The NYPD, however, did not find the matter as pressing as she did. We pulled our cars to the side of the road and waited well more than half an hour for a cruiser to arrive. My saucy fare could have easily taken the opportunity to hail another cab and head home. But he’d had words with this woman, and he was emotionally invested now, so he chose to linger.
As money hemoraged from my pockets while I stood there, the wait actually turned out to be the only good thing to come out of the whole sordid debacle. Standing next to my wounded yellow cab, now on the corner of Canal where Pike becomes Allen, I caught sight of a young Chinese boy holding a large sheet of beef jerky in a piece of wax paper.
Beef jerky holds a place of honor along with pickles, crabs, cannoli, fried chicken, sushi, and soft serve in my pantheon of foods that make my life worth living. I am now, and have always been, a card-carrying member of the Jerky Of The Month Club. On my cross-country roadtrip last year, I had to completely restructure my budget, because I hadn’t considered how incredible the jerky would be out west. I found myself stopping as many as 5 times in a day at roadside jerky stands, each of which seemed to top the last.

(New Mexico)

(The edge of the Grand Canyon)

(Texas)
But here in New York, I’d not found so much as a sliver of jerky that could stand up to anything I ate out west. I heard there is a man in College Point, Queens who converted his home into a jerky factor, but there is no trace of him on the internet or the Bobst card catalog, and I’ve begun to think I am chasing a ghost. He might be the Keyser Soze of cased and cured meats.
Convenience stores across most of the nation sport mammoth jerky sections. But most New York deli’s have jerky sections that look something like this:

(Meatless jerky, like tits on a bull)
So happening upon this Chinese boy with a sheet of delicious-looking beef jerky was like a stumbling upon Atlantis for me. Just a hundred feet from where I stood waiting for the NYPD, a short walk from where I’d spent years as a pickle man at Guss, on a block I’d traversed a million times before, was Ling Kee Beef Jerky.

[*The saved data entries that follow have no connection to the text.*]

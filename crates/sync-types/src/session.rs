//! Session store and outbox seams.

use crate::fetch::ScopeFetchState;
use crate::narrow::{Narrow, UserId};

/// Read side of the session store, queried synchronously before each decision.
pub trait SessionStateReader: Send + Sync {
    /// Fetch flags for a narrow. Unknown narrows report the default state.
    fn fetch_state(&self, narrow: &Narrow) -> ScopeFetchState;

    /// True while the bootstrap is fetching initial data.
    fn initial_fetch_in_progress(&self) -> bool;

    /// The logged-in user's id, once known.
    fn own_user_id(&self) -> Option<UserId>;
}

/// Queue of outgoing messages awaiting delivery.
pub trait OutboxSink: Send + Sync {
    fn queue_message(&self, narrow: &Narrow, content: String);
}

It is not the dried out jerky of American west, but it makes my mouth water just the same. The jerky is made fresh behind the counter and barbequed before it goes into the case to be sold for about $1 a sheet. All sorts of options like pork, chicken, and spicy make Ling Kee a storefront I’ll be visiting often when I’m cruising that section of Chinatown.

As for the NYPD, they had a curious reaction once they ambled onto the scene. As I munched on a sheet of warm pork jerky, I asked if they would file a police report saying it was her fault (I had a saucy witness) so that I wouldn’t have to pay for my cracked bumper and busted headlight. The problem was that, even though the woman had called them in the first place, once she calmed down and realized that there was no real damage to her S.U.V. (not to mention that she might be the one at fault), she figured she’d be better off not filing a police report at all.
So now she was demanding that the police leave, and I was demanding that they stay to write a report in my favor. One cop pulled me aside and asked me, rhetorically, “How long you been driving a cab? You should know by now, if we file a report, it’s gonna say it was your fault. Even if it wasn’t. Get it.” I wish he’d just said, “Forget it Dave, it’s Chinatown.”
Interestingly, class had trumped race, and the NYPD felt compelled to protect the property of a rich suburbanite over the rights of a lowly yellow cabbie. She was the recent immigrant, and I am the white male. But the NYPD, not known for being particularly friendly to recent immigrants, was firmly on her side, because she had the nice Mercedes S.U.V., and I had the dirty yellow Crown Vic. Thankfully, I also had a new jerky joint.
Ling Kee Beef Jerky, Canal Street and Ludlow Street, Chinatown, Manhattan
Visit www.famousfatdave.com for a chuckle or to book an eating tour
(Jerky Country U.S.A.)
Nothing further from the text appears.